Civ. No. 24118 | N.D. Ohio | Feb 5, 1948

JONES, District Judge.

On December 10, 1946, plaintiffs served on defense counsel, Mr. A. W. Thomas, a notice that the deposition of Troutman would be taken on December 12, 1946 at 4:30 p. m. On the afternoon of December 11, 1946, defense counsel informed plaintiffs’ counsel that he would not appear for the taking of the deposition inasmuch as leave of court had not been obtained, as required by Rule 26(a), Federal Rules of Civil Procedure, 28 U.S.C.A. following section 723c, in cases where answer has not been filed. Plaintiffs’ counsel states that when this matter was called to his attention by defendant, the witness was en route to Cleveland from Glencoe, Ky., by bus and could not be stopped.

No deposition was taken on December 12, 1946.

On the morning of December 13, 1946, plaintiffs served on defendant a copy of a motion for authority to take the deposition of Troutman, at 10 a. m. on December 14, 1946. This motion was filed on December 13th and the Court granted it on the same day.
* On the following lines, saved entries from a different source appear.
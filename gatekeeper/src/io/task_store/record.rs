//! On-disk task record: TOML front matter between `+++` lines, then the body.
//!
//! ```text
//! +++
//! id = "20260105-write-notes"
//! title = "Write notes"
//! ...
//! +++
//! Free text body.
//! ```

use std::collections::BTreeSet;
use std::fs;
use std::io::ErrorKind;
use std::path::Path;

use chrono::{DateTime, Utc};
use serde::{Deserialize, Serialize};

use crate::core::task::TaskNode;
use crate::core::types::{TaskStatus, TaskType};
use crate::error::StoreError;
use crate::io::atomic::write_atomic;

const FENCE: &str = "+++";

/// Front-matter fields, in the order they are written.
#[derive(Debug, Serialize, Deserialize)]
struct Header {
    id: String,
    title: String,
    #[serde(rename = "type", default)]
    task_type: TaskType,
    status: TaskStatus,
    priority: u8,
    #[serde(default, skip_serializing_if = "Option::is_none")]
    parent_id: Option<String>,
    #[serde(default)]
    dependency_ids: BTreeSet<String>,
    version: u64,
    created_at: DateTime<Utc>,
    updated_at: DateTime<Utc>,
}

pub fn render(task: &TaskNode) -> Result<String, toml::ser::Error> {
    let header = Header {
        id: task.id.clone(),
        title: task.title.clone(),
        task_type: task.task_type,
        status: task.status,
        priority: task.priority,
        parent_id: task.parent_id.clone(),
        dependency_ids: task.dependency_ids.clone(),
        version: task.version,
        created_at: task.created_at,
        updated_at: task.updated_at,
    };
    let front = toml::to_string(&header)?;
    let mut out = String::with_capacity(front.len() + task.body.len() + 16);
    out.push_str(FENCE);
    out.push('\n');
    out.push_str(&front);
    if !front.ends_with('\n') {
        out.push('\n');
    }
    out.push_str(FENCE);
    out.push('\n');
    out.push_str(&task.body);
    Ok(out)
}

pub fn parse(contents: &str) -> Result<TaskNode, String> {
    let contents = contents.strip_prefix('\u{feff}').unwrap_or(contents);
    let rest = strip_fence_line(contents).ok_or("missing opening +++ line")?;

    let mut offset = 0;
    let (front, body) = loop {
        let line_end = rest[offset..].find('\n').map(|i| offset + i);
        let line = &rest[offset..line_end.unwrap_or(rest.len())];
        if line.trim_end_matches('\r') == FENCE {
            let body = line_end.map_or("", |end| &rest[end + 1..]);
            break (&rest[..offset], body);
        }
        match line_end {
            Some(end) => offset = end + 1,
            None => return Err("missing closing +++ line".to_string()),
        }
    };

    let header: Header = toml::from_str(front).map_err(|err| err.to_string())?;
    Ok(TaskNode {
        id: header.id,
        title: header.title,
        task_type: header.task_type,
        status: header.status,
        priority: header.priority,
        parent_id: header.parent_id,
        dependency_ids: header.dependency_ids,
        body: body.to_string(),
        version: header.version,
        created_at: header.created_at,
        updated_at: header.updated_at,
    })
}

fn strip_fence_line(contents: &str) -> Option<&str> {
    let rest = contents.strip_prefix(FENCE)?;
    let rest = rest.strip_prefix('\r').unwrap_or(rest);
    rest.strip_prefix('\n')
}

/// Read a record. A missing file is `Ok(None)`; an unparseable one is `Corrupt`.
pub fn read_record(path: &Path) -> Result<Option<TaskNode>, StoreError> {
    let contents = match fs::read_to_string(path) {
        Ok(contents) => contents,
        Err(err) if err.kind() == ErrorKind::NotFound => return Ok(None),
        Err(err) => return Err(StoreError::io(path, err)),
    };
    parse(&contents)
        .map(Some)
        .map_err(|message| StoreError::corrupt(path, message))
}

pub fn write_record(path: &Path, task: &TaskNode) -> Result<(), StoreError> {
    let rendered = render(task).map_err(|err| StoreError::corrupt(path, err.to_string()))?;
    write_atomic(path, rendered.as_bytes()).map_err(|err| StoreError::io(path, err))
}

#[cfg(test)]
mod tests {
    use super::*;
    use crate::test_support::task;

    #[test]
    fn render_then_parse_preserves_task() {
        let mut original = task("t1", TaskStatus::Active);
        original.parent_id = Some("p".to_string());
        original.dependency_ids.insert("d1".to_string());
        original.body = "line one\n\n+++ not a fence\n".to_string();
        let rendered = render(&original).expect("render");
        assert!(rendered.starts_with("+++\nid = \"t1\"\n"));
        assert_eq!(parse(&rendered).expect("parse"), original);
    }

    #[test]
    fn hand_edited_record_parses() {
        let raw = "+++\r\nid = \"x\"\r\ntitle = \"X\"\r\nstatus = \"inbox\"\r\npriority = 1\r\nversion = 3\r\ncreated_at = \"2026-01-05T10:00:00Z\"\r\nupdated_at = \"2026-01-05T10:00:00Z\"\r\n+++\r\nbody";
        let parsed = parse(raw).expect("parse");
        assert_eq!(parsed.task_type, TaskType::Task);
        assert_eq!(parsed.version, 3);
        assert!(parsed.dependency_ids.is_empty());
        assert_eq!(parsed.body, "body");
    }

    #[test]
    fn missing_fences_are_errors() {
        assert!(parse("id = \"x\"").is_err());
        assert!(parse("+++\nid = \"x\"\n").is_err());
    }

    #[test]
    fn unreadable_front_matter_is_corrupt() {
        let temp = tempfile::tempdir().expect("tempdir");
        let path = temp.path().join("bad.md");
        fs::write(&path, "+++\nid = \n+++\n").expect("write");
        assert!(matches!(
            read_record(&path),
            Err(StoreError::Corrupt { .. })
        ));
        assert!(read_record(&temp.path().join("none.md")).expect("missing").is_none());
    }
}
Thereupon plaintiffs attempted to inform defense counsel, orally, that the motion had been granted but were unable to *100get in touch with him personally. However, Mr. Thomas admits, in his deposition, that he heard, indirectly, on December 13th that the motion had been granted.

The deposition was taken on December 14th but the defendant was not represented.

Defense counsel, admitting that he had' actual notice of the intended deposition, insists that Rule 30(a) requires that written notice be given of the taking of a deposition, that not having received written notice he was not required to attend and that the deposition was, accordingly, improper and should be suppressed.

Rule 30(a) reads, in part, as follows: “A party desiring to take the deposition of any person upon oral examination shall give reasonable notice in writing to every other party to the action. * * * ”

Rule 26(a) provides, in part, that “depositions shall be taken only in accordance with these rules.”

Plaintiffs assert that inasmuch as the defendant had received, on December 13th, a copy of the motion for authority to take the deposition on December 14th and had not contested such motion and had had actual notice that the motion had been granted, defendant had been given the written notice required by Rule 30(a). Furthermore plaintiffs say that the notice of December 10th met the requirements of Rule 30(a) and that the taking was merely postponed for a few days pursuant to defendant’s objection that leave of court had not been obtained. In other words, plaintiffs contend that defendant’s copy of the motion, plus the original notice, became a proper written notice upon Mr. Thomas hearing that the motion had been granted.

The purpose of Rule 30(a) is plainly to give a party full notice of the time and place that a deposition is to be taken. If the other party is required to postpone the taking of the deposition in order to first obtain leave of court, or for any other reason, than the notice originally given becomes meaningless and a new notice is needed. There is nothing in the Rules to indicate that one written notice satisfies the requirements even though the deposition is not taken until a later date. The need for another notice might be dispensed with in a case where the party upon whom the notice was served moved the court “to enlarge or shorten the time,” as provided by Rule 30(a), but that is not the situation here.

Even if the plaintiffs’ theory that the defendant’s copy of the motion for leave of court to take the deposition on December 14th became a written notice upon the granting of that motion is accepted, it cannot be said that as a notice it met the requirements of Rule 30(a). The motion lacked the following information: the place of the taking of the deposition, and the address of the person to be examined.

It is not too much to expect parties to meet the formal requirements set out in the Federal Rules. One of the very purposes of the rule with respect to written notices is to make it unnecessary to go to such lengths, as here, to determine whether or not one of the parties knew a deposition was to be taken. It would have been much easier, for the parties, the witness, and the court if plaintiffs had followed Rule 30(a) to the letter. This would have made the preparation of briefs, the taking of Mr. Thomas’ deposition and a delay of nearly a year, all unnecessary.

Motion to suppress the deposition will be granted and order may be entered accordingly.